Жнец тёмных душ - страница 12

Шрифт
Интервал


Вот.

* * *

Стасик раскраснелся, как уголек, – казалось, он ждал аплодисментов. Но все были недвижимы, и пришлось ему сесть на прежнее место, чтобы Генрихович назначил следующего рассказчика.

– Ну, продолжать тебе, жертва государственного антисемитизма.

Альберт не сразу понял, что обращаются к нему, поэтому ответил Саша.

– Не надо этого. Он наш. Ну, в хорошем смысле советский. Почти русский.

Альберт лишь недоуменно сверкнул очками на заступника.

– Да мне-то какая разница? – усмехнулся Генрихович. – Просто я тут сижу при всех своих талантах и образованиях, а его папашка небось стройтрестом руководит. Не так, скажешь? А всё жалуются.

– Раз уж вас так интересует, почему евреев всегда беспокоит один только намек на погром, – вскинулся Альберт, – я расскажу вам одну историю.

* * *

Все произошло в один из бесчисленных еврейских погромов на юге царской Украины. О точном времени и месте я нарочно умолчу, равно как и о национальности погромщиков, потому как происходили погромы тогда часто, всюду и почти по одинаковому сценарию. Кто честнее – били в лице евреев своих деловых конкурентов, кто изощренней – искали повод в виде ритуальных убийств. Впрочем, некоторые обходились и без сколько-либо внятной аргументации. Это могли быть русские, украинцы, грузины, молдаване, казаки или даже греки…

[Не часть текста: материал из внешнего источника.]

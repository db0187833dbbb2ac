// SPDX-License-Identifier: BUSL-1.1
// Copyright (c) 2026 Alfred Jean LLC

//! End-to-end scenario 2 (spec §8): five philosophers and one fork-granting
//! arbiter. The arbiter holds per-fork state (`in_use`, `someone_waiting`)
//! and enforces "no two adjacent philosophers eat simultaneously" without
//! ever deadlocking, following the left-fork-then-right-fork acquisition
//! order from `dining_philosophers_arbiter/main.cpp`.

use std::sync::atomic::{AtomicBool, AtomicU32, Ordering};
use std::sync::Arc;
use std::time::Duration;

use clap::Parser;
use sobjectizer::agent::{AgentLogic, DefineCtx, EvtCtx};
use sobjectizer::env::{AgentSpec, CoopBuilder, EnvParams, Environment};
use sobjectizer::mbox::MboxRef;
use sobjectizer::{send, send_signal, Result, Signal};

#[derive(Parser)]
struct Cli {
    #[arg(long, default_value_t = 5)]
    philosophers: usize,
    #[arg(long, default_value_t = 1)]
    seconds: u64,
}

struct StartEatingRequest(usize);
struct StartEating;
impl Signal for StartEating {}
struct EatingFinished(usize);
struct StartThinking;
impl Signal for StartThinking {}

#[derive(Clone, Copy, Default)]
struct ForkState {
    in_use: bool,
    someone_waiting: bool,
}

#[allow(clippy::expect_used)]
fn main() {
    tracing_subscriber::fmt()
        .with_env_filter(tracing_subscriber::EnvFilter::try_from_default_env().unwrap_or_else(|_| "info".into()))
        .init();
    let cli = Cli::parse();

    let env = Environment::new(EnvParams::new());

    let arbiter_inbox = env.create_mpmc_mbox();
    let philosopher_inboxes: Vec<MboxRef> = (0..cli.philosophers).map(|_| env.create_mpmc_mbox()).collect();
    let eat_counts: Arc<Vec<AtomicU32>> = Arc::new((0..cli.philosophers).map(|_| AtomicU32::new(0)).collect());
    let invariant_ok = Arc::new(AtomicBool::new(true));

    let arbiter_state = Arc::new(parking_lot::Mutex::new(ArbiterState {
        forks: vec![ForkState::default(); cli.philosophers],
        philosopher_inboxes: philosopher_inboxes.clone(),
        eat_counts: eat_counts.clone(),
        invariant_ok: invariant_ok.clone(),
    }));

    let arbiter = AgentSpec::new(
        ArbiterAgent { inbox: arbiter_inbox.clone(), state: arbiter_state.clone() },
        "default",
    );

    let mut builder = CoopBuilder::new("dining-philosophers").add_agent(arbiter);
    for (index, inbox) in philosopher_inboxes.iter().enumerate() {
        builder = builder.add_agent(AgentSpec::new(
            Philosopher { index, own_inbox: inbox.clone(), arbiter_inbox: arbiter_inbox.clone() },
            "default",
        ));
    }

    let handle = env.register_coop(builder).expect("coop registration must succeed");
    tracing::info!(coop = handle.id(), "dining philosophers running");

    std::thread::sleep(Duration::from_secs(cli.seconds));

    println!("invariant_ok={}", invariant_ok.load(Ordering::Acquire));
    for (i, count) in eat_counts.iter().enumerate() {
        let n = count.load(Ordering::Acquire);
        println!("philosopher[{i}] ate {n} time(s)");
        assert!(n > 0, "philosopher {i} never got to eat");
    }
    assert!(invariant_ok.load(Ordering::Acquire), "adjacency invariant violated");
}

struct ArbiterState {
    forks: Vec<ForkState>,
    philosopher_inboxes: Vec<MboxRef>,
    eat_counts: Arc<Vec<AtomicU32>>,
    invariant_ok: Arc<AtomicBool>,
}

impl ArbiterState {
    fn left(&self, i: usize) -> usize {
        if i == 0 {
            self.forks.len() - 1
        } else {
            i - 1
        }
    }

    fn right(&self, i: usize) -> usize {
        (i + 1) % self.forks.len()
    }

    fn try_allow_to_eat(&mut self, philosopher: usize) {
        let left = self.left(philosopher);
        if self.forks[left].in_use {
            self.forks[left].someone_waiting = true;
            return;
        }
        self.forks[left].in_use = true;

        let right = self.right(philosopher);
        if self.forks[right].in_use {
            self.forks[right].someone_waiting = true;
            return;
        }
        self.forks[right].in_use = true;
        self.enable_eating(philosopher);
    }

    fn enable_eating(&self, philosopher: usize) {
        if self.forks.len() > 1 {
            let left_neighbor = self.left(philosopher);
            let left_neighbor_pair = self.left(left_neighbor);
            let right_neighbor = self.right(philosopher);
            let right_neighbor_pair = self.right(right_neighbor);
            let left_eating = self.forks[left_neighbor].in_use && self.forks[left_neighbor_pair].in_use;
            let right_eating = self.forks[right_neighbor].in_use && self.forks[right_neighbor_pair].in_use;
            if left_eating || right_eating {
                self.invariant_ok.store(false, Ordering::Release);
            }
        }
        self.eat_counts[philosopher].fetch_add(1, Ordering::AcqRel);
        let _ = send_signal::<StartEating>(&self.philosopher_inboxes[philosopher]);
    }

    fn eating_finished(&mut self, philosopher: usize) {
        let left = self.left(philosopher);
        self.forks[left].in_use = false;
        if self.forks[left].someone_waiting {
            self.forks[left].someone_waiting = false;
            self.forks[left].in_use = true;
            self.try_allow_to_eat(self.left(left));
        }

        let right = self.right(philosopher);
        self.forks[right].in_use = false;
        if self.forks[right].someone_waiting {
            self.forks[right].someone_waiting = false;
            self.try_allow_to_eat(right);
        }
    }
}

struct ArbiterAgent {
    inbox: MboxRef,
    state: Arc<parking_lot::Mutex<ArbiterState>>,
}

impl AgentLogic for ArbiterAgent {
    fn define_agent(&mut self, ctx: &mut DefineCtx<'_>) -> Result<()> {
        let state = self.state.clone();
        ctx.subscribe::<StartEatingRequest, _>(&self.inbox, 0, move |_ctx, req: &StartEatingRequest| {
            state.lock().try_allow_to_eat(req.0);
        })?;
        let state = self.state.clone();
        ctx.subscribe::<EatingFinished, _>(&self.inbox, 0, move |_ctx, evt: &EatingFinished| {
            state.lock().eating_finished(evt.0);
        })
    }
}

struct Philosopher {
    index: usize,
    own_inbox: MboxRef,
    arbiter_inbox: MboxRef,
}

impl AgentLogic for Philosopher {
    fn define_agent(&mut self, ctx: &mut DefineCtx<'_>) -> Result<()> {
        let index = self.index;
        let arbiter_inbox = self.arbiter_inbox.clone();
        ctx.subscribe::<StartThinking, _>(&self.own_inbox, 0, move |_ctx, _| {
            let _ = send(&arbiter_inbox, StartEatingRequest(index));
        })?;
        let arbiter_inbox = self.arbiter_inbox.clone();
        let own_inbox = self.own_inbox.clone();
        ctx.subscribe::<StartEating, _>(&self.own_inbox, 0, move |_ctx, _| {
            let _ = send(&arbiter_inbox, EatingFinished(index));
            let _ = send_signal::<StartThinking>(&own_inbox);
        })
    }

    fn evt_start(&mut self, _ctx: &mut EvtCtx<'_>) {
        let _ = send(&self.arbiter_inbox, StartEatingRequest(self.index));
    }
}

В тот день весь город оказался на улицах. Где-то пыталась дать отпор еврейская самооборона, кто-то спешил за помощью к равнодушно наблюдающим насилие полицейским, кто-то просто спасался бегством, забыв обо всем. Погромщики врывались в лавки, рассовывали по карманам копеечный товар, пили любое найденное спиртное. Ежесекундно звенели выбитые стекла, треск нарастающего пожара заглушал крики людей. Дело, конечно, было не в грабеже, это был механический рефлекс. Им хотелось унижения, крови. Изнасилования были не следствием возбуждения, а лишь проявлением жестокости.

И поверите вы мне, если я скажу, что был в городе один человек, который ничего этого не слышал? А это истинная правда. Он был пианист. Отказавшись пойти по стопам отца-ребе, он изо дня в день тренировал свою блестящую технику. Пианист был так одержим, что, садясь с утра за рояль, не вставал порой до самых сумерек. Даже когда инструмент не издавал звуков, музыка, скопившаяся у него в голове, заслоняла весь мир. Выстрелы за окном были для пианиста не громче хлопушек, крики – не назойливей детских считалок.